• [WHAT YOU SHOULD DO] Could you please return each line of the data that has the word "first"?

• [DATA RECORDS]
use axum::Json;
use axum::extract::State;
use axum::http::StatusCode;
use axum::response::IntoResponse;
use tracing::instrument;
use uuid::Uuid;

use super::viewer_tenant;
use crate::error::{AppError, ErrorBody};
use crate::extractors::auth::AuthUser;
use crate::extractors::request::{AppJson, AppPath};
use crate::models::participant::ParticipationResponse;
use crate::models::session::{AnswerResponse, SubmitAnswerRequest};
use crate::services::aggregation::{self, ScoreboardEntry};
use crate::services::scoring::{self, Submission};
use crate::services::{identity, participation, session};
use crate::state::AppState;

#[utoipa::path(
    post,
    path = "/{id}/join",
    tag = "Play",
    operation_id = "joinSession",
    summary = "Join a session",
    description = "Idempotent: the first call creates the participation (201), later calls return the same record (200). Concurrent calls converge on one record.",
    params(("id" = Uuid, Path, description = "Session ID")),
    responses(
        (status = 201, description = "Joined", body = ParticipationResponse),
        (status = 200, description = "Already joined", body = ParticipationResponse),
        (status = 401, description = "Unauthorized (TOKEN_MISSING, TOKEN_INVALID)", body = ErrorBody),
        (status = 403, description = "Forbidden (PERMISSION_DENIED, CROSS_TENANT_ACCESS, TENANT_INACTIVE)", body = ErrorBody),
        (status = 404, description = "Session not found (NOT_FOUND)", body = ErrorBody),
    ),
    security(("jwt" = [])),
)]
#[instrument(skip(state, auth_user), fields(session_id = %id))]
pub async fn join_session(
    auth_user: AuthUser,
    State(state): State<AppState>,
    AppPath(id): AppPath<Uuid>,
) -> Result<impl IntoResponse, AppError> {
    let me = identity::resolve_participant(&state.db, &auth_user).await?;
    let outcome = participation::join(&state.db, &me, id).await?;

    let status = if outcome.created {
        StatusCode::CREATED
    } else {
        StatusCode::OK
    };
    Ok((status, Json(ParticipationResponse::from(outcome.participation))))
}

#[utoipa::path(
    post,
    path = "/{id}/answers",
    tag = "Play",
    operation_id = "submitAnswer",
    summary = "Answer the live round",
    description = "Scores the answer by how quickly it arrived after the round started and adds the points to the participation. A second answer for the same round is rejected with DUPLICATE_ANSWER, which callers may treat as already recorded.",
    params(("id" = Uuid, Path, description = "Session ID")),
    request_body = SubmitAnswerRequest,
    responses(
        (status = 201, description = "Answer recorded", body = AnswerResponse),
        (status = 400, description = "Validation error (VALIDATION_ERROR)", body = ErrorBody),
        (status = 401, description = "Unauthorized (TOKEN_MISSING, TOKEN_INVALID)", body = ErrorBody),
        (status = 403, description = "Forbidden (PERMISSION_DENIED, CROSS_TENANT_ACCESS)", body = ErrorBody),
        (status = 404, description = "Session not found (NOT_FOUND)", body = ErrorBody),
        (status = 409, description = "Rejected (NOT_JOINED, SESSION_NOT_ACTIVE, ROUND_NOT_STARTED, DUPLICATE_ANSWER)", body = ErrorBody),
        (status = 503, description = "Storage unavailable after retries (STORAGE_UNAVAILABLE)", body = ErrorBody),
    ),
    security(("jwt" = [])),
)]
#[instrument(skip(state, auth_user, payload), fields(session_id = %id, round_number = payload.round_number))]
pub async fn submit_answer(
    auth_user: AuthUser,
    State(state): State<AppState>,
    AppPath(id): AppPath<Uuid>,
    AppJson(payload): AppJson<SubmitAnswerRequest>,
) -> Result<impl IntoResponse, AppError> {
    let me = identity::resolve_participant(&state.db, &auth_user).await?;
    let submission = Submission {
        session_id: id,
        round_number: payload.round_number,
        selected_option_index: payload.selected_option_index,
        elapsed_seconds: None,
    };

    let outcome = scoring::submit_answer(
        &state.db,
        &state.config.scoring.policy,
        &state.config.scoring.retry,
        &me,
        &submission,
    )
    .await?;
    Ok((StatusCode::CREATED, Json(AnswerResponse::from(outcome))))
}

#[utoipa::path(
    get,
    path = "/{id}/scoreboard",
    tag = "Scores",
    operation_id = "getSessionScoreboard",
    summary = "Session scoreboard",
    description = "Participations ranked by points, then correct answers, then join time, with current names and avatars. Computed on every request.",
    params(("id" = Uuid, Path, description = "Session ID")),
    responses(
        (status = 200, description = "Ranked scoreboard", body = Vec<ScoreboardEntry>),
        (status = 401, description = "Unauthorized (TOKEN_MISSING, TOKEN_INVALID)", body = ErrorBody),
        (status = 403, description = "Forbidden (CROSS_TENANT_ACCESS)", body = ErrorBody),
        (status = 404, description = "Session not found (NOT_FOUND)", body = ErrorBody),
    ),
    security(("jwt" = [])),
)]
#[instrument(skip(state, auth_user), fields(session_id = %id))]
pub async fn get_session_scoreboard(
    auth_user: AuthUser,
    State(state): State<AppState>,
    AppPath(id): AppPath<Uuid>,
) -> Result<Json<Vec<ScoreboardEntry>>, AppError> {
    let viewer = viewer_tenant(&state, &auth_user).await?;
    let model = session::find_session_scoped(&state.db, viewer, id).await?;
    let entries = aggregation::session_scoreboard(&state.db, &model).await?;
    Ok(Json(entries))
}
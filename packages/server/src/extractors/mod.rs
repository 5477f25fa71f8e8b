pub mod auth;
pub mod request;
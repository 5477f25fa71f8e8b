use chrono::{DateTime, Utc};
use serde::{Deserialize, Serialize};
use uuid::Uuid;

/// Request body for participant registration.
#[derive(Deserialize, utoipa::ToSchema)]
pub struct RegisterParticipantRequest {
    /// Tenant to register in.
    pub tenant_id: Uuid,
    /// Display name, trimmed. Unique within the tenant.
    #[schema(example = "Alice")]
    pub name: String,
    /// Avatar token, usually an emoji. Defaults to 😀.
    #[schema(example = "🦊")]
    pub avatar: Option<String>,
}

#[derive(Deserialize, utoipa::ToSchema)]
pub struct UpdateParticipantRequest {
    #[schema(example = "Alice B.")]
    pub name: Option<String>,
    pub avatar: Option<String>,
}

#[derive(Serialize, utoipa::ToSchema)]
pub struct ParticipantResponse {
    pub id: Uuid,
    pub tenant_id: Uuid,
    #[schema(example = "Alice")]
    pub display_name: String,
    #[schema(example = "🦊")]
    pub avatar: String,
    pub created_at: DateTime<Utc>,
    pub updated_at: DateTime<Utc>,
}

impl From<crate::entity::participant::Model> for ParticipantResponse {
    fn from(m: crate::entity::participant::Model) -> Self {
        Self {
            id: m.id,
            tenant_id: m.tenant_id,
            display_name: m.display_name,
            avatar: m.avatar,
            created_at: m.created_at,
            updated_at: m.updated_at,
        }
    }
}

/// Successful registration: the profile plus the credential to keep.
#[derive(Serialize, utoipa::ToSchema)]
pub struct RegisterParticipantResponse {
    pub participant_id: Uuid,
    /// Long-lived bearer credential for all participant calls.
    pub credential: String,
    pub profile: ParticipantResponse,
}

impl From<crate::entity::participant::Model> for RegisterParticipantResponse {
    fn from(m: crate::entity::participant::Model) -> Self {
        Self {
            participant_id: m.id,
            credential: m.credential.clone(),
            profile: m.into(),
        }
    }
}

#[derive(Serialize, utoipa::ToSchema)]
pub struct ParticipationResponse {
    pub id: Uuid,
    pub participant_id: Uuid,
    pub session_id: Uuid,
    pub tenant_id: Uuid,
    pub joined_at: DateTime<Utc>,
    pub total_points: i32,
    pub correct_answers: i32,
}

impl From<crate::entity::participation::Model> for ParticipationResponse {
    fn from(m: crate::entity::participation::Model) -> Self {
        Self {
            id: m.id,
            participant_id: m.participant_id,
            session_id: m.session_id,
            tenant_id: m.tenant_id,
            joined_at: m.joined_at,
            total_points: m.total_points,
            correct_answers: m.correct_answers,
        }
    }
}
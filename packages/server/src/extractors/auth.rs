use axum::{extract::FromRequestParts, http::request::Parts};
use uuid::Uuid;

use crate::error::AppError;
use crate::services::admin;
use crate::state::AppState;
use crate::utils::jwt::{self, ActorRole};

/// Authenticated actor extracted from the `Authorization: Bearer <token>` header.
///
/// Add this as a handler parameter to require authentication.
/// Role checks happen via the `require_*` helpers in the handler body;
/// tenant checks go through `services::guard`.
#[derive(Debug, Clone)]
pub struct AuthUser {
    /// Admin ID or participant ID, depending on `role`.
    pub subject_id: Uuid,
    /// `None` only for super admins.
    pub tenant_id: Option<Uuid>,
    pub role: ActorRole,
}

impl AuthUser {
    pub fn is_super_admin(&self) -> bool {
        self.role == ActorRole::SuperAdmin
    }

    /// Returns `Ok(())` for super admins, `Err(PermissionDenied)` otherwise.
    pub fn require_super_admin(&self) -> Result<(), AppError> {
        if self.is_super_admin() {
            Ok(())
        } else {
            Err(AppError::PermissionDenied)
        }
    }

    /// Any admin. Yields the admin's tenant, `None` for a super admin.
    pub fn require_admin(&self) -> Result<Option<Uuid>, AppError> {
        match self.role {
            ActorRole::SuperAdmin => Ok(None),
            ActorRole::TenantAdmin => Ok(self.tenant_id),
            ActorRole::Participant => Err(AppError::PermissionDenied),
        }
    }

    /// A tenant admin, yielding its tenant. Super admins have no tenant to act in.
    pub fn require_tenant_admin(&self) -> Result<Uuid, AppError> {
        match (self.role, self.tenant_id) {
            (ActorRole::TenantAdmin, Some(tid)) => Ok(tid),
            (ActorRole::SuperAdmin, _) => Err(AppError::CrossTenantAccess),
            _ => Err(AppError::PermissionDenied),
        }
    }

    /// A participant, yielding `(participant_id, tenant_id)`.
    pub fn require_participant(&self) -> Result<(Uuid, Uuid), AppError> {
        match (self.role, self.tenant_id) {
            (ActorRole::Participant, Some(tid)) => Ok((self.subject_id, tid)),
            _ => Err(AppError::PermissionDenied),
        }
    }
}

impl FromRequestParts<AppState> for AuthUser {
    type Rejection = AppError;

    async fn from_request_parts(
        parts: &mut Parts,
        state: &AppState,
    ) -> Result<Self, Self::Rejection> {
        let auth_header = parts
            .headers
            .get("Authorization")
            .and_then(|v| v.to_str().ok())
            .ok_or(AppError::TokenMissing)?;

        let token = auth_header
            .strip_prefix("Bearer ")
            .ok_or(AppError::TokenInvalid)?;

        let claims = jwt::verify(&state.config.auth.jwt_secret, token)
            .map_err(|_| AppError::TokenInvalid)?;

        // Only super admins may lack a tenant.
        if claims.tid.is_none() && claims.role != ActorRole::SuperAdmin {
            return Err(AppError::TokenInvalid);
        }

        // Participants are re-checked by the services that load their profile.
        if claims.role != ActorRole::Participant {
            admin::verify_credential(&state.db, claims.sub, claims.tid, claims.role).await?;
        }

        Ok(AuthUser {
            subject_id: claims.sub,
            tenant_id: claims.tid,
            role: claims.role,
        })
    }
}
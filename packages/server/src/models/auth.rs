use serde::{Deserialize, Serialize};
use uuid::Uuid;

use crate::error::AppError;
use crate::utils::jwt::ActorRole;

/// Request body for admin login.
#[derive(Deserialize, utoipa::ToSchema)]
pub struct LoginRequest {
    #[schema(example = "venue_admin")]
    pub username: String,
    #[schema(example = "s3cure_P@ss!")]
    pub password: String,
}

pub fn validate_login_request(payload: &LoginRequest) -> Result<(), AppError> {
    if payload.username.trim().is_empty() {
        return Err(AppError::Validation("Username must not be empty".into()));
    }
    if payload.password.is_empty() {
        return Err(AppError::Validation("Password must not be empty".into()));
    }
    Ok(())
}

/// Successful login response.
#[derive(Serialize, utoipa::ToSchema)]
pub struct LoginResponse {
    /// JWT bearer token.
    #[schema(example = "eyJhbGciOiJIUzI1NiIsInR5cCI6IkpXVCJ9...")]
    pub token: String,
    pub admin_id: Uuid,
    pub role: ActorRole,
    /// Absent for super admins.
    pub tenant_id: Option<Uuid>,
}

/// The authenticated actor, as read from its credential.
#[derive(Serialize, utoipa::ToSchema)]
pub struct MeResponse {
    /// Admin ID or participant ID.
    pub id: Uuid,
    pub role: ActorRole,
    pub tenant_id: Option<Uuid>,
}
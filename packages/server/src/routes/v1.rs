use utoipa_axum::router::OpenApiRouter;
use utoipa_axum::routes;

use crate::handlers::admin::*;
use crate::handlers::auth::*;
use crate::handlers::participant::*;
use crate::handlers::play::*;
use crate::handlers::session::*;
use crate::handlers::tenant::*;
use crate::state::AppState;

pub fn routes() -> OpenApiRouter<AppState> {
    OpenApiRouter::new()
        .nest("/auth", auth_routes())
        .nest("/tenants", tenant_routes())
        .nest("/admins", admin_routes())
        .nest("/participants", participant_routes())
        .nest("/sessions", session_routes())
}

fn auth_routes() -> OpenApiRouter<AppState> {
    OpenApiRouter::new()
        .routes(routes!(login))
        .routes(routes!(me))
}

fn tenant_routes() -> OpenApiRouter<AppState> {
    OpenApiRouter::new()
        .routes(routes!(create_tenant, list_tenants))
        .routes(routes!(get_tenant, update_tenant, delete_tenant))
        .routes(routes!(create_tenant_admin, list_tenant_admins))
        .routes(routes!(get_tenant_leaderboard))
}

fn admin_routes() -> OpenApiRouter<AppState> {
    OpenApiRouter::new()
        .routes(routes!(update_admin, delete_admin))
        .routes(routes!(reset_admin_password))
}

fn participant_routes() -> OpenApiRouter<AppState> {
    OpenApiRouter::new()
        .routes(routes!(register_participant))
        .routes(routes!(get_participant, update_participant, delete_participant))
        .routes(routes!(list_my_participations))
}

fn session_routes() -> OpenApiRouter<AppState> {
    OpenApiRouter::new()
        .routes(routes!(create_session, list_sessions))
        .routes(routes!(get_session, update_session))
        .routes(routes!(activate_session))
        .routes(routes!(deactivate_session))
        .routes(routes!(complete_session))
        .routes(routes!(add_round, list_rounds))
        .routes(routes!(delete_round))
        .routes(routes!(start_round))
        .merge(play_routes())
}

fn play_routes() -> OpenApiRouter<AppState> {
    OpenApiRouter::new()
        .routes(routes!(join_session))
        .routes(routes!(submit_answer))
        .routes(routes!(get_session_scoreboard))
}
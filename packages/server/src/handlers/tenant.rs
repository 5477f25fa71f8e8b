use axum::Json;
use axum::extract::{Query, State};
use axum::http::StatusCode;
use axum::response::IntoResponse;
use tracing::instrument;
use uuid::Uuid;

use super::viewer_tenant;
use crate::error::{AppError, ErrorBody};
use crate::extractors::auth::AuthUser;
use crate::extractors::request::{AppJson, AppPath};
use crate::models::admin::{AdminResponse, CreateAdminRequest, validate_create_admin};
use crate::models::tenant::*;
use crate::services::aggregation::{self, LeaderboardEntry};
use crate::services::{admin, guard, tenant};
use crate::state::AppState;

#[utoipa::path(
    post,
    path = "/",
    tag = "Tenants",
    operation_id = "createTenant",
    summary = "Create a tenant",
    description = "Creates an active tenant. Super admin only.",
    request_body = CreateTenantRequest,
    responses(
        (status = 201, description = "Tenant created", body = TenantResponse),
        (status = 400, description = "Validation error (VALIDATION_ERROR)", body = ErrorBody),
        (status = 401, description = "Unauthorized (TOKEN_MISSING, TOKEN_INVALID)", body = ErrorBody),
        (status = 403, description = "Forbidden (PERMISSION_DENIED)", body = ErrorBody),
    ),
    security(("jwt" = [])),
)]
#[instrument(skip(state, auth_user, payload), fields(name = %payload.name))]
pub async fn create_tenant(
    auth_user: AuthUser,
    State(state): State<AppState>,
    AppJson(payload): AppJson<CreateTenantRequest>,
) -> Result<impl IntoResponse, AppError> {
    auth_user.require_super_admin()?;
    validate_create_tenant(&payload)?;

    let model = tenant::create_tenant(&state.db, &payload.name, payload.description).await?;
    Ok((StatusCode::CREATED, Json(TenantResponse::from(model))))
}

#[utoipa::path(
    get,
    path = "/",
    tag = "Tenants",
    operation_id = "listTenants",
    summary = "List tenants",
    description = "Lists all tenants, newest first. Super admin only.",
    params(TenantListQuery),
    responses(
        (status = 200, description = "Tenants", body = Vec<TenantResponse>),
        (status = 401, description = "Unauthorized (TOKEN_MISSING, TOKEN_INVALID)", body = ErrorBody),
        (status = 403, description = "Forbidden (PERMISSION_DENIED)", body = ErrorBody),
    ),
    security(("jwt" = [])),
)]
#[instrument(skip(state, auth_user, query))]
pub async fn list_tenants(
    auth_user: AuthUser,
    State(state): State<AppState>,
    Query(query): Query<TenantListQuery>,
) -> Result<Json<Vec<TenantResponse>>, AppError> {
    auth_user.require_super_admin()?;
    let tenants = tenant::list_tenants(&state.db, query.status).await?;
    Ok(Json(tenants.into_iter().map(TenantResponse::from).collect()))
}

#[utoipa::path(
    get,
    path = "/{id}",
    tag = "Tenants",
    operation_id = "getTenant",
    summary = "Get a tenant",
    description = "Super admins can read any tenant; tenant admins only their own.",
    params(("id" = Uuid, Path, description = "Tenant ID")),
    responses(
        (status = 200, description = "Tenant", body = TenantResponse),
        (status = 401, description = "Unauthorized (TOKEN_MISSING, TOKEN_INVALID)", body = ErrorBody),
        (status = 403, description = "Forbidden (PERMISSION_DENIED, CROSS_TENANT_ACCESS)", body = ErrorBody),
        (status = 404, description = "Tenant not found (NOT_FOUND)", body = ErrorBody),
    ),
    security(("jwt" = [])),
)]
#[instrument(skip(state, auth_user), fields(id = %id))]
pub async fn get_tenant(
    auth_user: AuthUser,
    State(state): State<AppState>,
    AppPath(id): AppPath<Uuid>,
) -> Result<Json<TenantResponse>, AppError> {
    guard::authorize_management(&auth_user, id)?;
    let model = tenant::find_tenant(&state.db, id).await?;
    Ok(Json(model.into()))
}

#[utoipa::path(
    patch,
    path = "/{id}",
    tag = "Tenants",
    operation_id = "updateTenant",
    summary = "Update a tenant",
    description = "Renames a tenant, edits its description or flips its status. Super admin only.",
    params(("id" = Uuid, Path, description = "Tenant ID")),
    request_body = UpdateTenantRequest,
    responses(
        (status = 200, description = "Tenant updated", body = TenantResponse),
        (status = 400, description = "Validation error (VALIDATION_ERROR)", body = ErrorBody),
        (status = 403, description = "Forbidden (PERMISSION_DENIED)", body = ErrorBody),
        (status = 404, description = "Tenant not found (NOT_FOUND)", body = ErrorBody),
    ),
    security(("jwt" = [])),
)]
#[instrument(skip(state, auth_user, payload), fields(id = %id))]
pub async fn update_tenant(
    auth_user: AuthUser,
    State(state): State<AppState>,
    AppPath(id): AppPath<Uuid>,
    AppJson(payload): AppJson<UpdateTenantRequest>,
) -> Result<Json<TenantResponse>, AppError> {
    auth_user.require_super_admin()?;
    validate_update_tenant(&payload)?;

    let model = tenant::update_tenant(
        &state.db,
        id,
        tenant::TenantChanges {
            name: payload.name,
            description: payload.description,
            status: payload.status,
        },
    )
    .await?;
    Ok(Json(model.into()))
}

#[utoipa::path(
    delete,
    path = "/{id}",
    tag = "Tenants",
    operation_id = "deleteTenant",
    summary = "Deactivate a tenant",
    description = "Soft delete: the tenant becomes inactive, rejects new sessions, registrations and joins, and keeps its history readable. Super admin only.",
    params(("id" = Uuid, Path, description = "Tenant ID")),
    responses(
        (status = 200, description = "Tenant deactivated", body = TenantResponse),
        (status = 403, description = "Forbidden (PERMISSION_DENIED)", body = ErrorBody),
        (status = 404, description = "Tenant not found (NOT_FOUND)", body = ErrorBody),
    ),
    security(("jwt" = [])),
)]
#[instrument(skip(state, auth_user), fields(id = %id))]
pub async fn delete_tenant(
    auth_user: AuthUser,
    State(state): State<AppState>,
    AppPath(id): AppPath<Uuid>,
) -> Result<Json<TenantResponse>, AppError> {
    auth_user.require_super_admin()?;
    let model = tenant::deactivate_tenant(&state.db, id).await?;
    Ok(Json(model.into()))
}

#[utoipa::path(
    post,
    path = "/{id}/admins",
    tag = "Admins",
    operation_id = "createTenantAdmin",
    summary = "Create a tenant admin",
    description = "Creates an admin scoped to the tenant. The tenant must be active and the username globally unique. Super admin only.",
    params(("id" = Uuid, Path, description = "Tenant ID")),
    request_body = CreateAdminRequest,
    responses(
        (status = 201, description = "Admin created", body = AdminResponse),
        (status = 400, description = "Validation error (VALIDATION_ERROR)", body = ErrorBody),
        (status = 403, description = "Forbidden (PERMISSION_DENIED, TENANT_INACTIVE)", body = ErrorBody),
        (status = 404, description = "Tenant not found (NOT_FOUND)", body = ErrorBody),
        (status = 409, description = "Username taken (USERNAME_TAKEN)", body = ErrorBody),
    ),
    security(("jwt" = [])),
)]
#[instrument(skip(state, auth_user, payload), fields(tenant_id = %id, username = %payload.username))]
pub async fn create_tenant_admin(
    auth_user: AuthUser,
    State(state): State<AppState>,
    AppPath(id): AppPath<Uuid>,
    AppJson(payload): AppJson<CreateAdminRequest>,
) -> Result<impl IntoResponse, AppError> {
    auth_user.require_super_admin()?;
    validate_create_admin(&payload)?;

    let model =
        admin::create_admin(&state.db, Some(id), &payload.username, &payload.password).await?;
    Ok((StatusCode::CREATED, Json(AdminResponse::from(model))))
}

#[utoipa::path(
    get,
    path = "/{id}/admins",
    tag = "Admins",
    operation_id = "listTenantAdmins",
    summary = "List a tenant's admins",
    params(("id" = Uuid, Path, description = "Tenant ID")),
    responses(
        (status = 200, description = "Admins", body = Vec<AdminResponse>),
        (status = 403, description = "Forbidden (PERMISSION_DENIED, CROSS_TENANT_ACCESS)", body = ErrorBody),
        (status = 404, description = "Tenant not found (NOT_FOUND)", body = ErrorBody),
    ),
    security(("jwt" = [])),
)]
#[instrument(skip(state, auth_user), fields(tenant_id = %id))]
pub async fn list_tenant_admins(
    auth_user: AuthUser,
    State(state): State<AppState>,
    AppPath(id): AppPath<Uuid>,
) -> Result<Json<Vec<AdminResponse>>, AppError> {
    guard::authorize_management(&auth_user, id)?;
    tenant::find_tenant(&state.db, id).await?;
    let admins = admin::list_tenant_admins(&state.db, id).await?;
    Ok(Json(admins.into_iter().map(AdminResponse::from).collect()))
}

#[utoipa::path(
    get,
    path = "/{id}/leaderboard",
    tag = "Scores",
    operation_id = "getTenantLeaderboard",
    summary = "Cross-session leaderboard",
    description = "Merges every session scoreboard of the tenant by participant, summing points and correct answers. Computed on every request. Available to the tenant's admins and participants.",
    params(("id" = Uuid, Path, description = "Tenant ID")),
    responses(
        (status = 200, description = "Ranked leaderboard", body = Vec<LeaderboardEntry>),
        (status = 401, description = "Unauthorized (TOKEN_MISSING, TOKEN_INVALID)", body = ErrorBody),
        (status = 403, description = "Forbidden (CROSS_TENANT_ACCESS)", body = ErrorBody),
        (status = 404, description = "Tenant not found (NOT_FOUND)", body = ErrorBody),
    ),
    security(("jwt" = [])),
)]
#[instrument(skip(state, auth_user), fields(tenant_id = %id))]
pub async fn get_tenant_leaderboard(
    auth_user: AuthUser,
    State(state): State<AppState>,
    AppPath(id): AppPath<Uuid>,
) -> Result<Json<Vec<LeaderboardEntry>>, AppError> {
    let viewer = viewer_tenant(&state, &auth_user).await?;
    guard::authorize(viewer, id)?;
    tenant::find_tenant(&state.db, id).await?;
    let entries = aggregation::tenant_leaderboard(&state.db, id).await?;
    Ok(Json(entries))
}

• [TASK SOLUTION]
    description = "Idempotent: the first call creates the participation (201), later calls return the same record (200). Concurrent calls converge on one record.",
    description = "Lists all tenants, newest first. Super admin only.",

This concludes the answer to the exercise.